▶ **WORK ITEM**:
Each line from the one containing "#[cfg(test)]" through the last line of the entries below is to be transcribed exactly. Nothing else belongs in the reply.

▶ **GIVEN RECORDS**:
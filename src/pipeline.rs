//! Pipeline composition.
//!
//! ```text
//! request ─▶ Cors ─▶ AugmentQuery ─▶ RewriteHost ─▶ Forwarder ─▶ backend
//! response ◀─ Cors ◀──────────────────────────────── Forwarder ◀─ backend
//! ```
//!
//! The order is fixed. `Cors` sits outermost so gateway errors and the
//! augmenter's own rejections are annotated too. `RewriteHost` sits directly
//! on the forwarder so nothing can touch `Host` after it.

use std::sync::Arc;
use std::time::Duration;

use crate::config::{AugmentConfig, Config};
use crate::forward::{DEFAULT_TIMEOUT, Forwarder};
use crate::handler::BoxedHandler;
use crate::middleware::{AugmentQuery, Cors, RewriteHost};
use crate::target::BackendTarget;

/// Builds the proxy handler for `target`, appending `augment` to every
/// request, with the default upstream timeout.
pub fn build_pipeline(target: BackendTarget, augment: AugmentConfig) -> BoxedHandler {
    compose(Arc::new(target), augment, DEFAULT_TIMEOUT)
}

/// Builds the proxy handler described by a loaded [`Config`].
pub fn from_config(config: Config) -> BoxedHandler {
    compose(Arc::new(config.backend), config.augment, config.upstream_timeout)
}

fn compose(target: Arc<BackendTarget>, augment: AugmentConfig, timeout: Duration) -> BoxedHandler {
    let forwarder = Forwarder::new(Arc::clone(&target)).timeout(timeout);
    let host = RewriteHost::new(forwarder, target);
    let query = AugmentQuery::new(host, augment);
    Arc::new(Cors::new(query))
}
//! Middleware layer.
//!
//! Each middleware owns the [`Handler`](crate::Handler) it wraps and is a
//! `Handler` itself, so layers nest by value. Request-side work happens
//! synchronously inside `call`; response-side work is chained onto the inner
//! handler's future.
//!
//! | Layer | Side | Job |
//! |---|---|---|
//! | [`Cors`] | response | allow any origin to read the answer |
//! | [`AugmentQuery`] | request | append the configured query parameters |
//! | [`RewriteHost`] | request | present the backend's own `Host` |

mod cors;
mod host;
mod query;

pub use cors::Cors;
pub use host::RewriteHost;
pub use query::AugmentQuery;

#[cfg(test)]
pub(crate) mod testing {
    use std::sync::{Arc, Mutex};

    use crate::handler::{BoxFuture, Handler};
    use crate::request::Request;
    use crate::response::{self, Response};

    /// Remembers the `(uri, host)` of every request it sees and answers with
    /// a fixed status.
    #[derive(Clone, Default)]
    pub(crate) struct Recorder {
        pub(crate) seen: Arc<Mutex<Vec<(String, Option<String>)>>>,
    }

    impl Recorder {
        pub(crate) fn last(&self) -> (String, Option<String>) {
            self.seen.lock().unwrap().last().cloned().expect("no request recorded")
        }
    }

    impl Handler for Recorder {
        fn call(&self, req: Request) -> BoxFuture {
            let host = req
                .headers()
                .get(http::header::HOST)
                .and_then(|v| v.to_str().ok())
                .map(str::to_owned);
            self.seen.lock().unwrap().push((req.uri().to_string(), host));
            Box::pin(async { Response::new(response::empty()) })
        }
    }

    pub(crate) fn request(uri: &str) -> Request {
        http::Request::builder()
            .uri(uri)
            .header(http::header::HOST, "proxy.example.com")
            .body(response::empty())
            .unwrap()
    }
}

▶ **PROBLEM SOLUTION**:
#[cfg(test)]
pub(crate) mod testing {
    use std::sync::{Arc, Mutex};

    use crate::handler::{BoxFuture, Handler};
    use crate::request::Request;
    use crate::response::{self, Response};

    /// Remembers the `(uri, host)` of every request it sees and answers with
    /// a fixed status.
    #[derive(Clone, Default)]
    pub(crate) struct Recorder {
        pub(crate) seen: Arc<Mutex<Vec<(String, Option<String>)>>>,
    }

    impl Recorder {
        pub(crate) fn last(&self) -> (String, Option<String>) {
            self.seen.lock().unwrap().last().cloned().expect("no request recorded")
        }
    }

    impl Handler for Recorder {
        fn call(&self, req: Request) -> BoxFuture {
            let host = req
                .headers()
                .get(http::header::HOST)
                .and_then(|v| v.to_str().ok())
                .map(str::to_owned);
            self.seen.lock().unwrap().push((req.uri().to_string(), host));
            Box::pin(async { Response::new(response::empty()) })
        }
    }

    pub(crate) fn request(uri: &str) -> Request {
        http::Request::builder()
            .uri(uri)
            .header(http::header::HOST, "proxy.example.com")
            .body(response::empty())
            .unwrap()
    }
}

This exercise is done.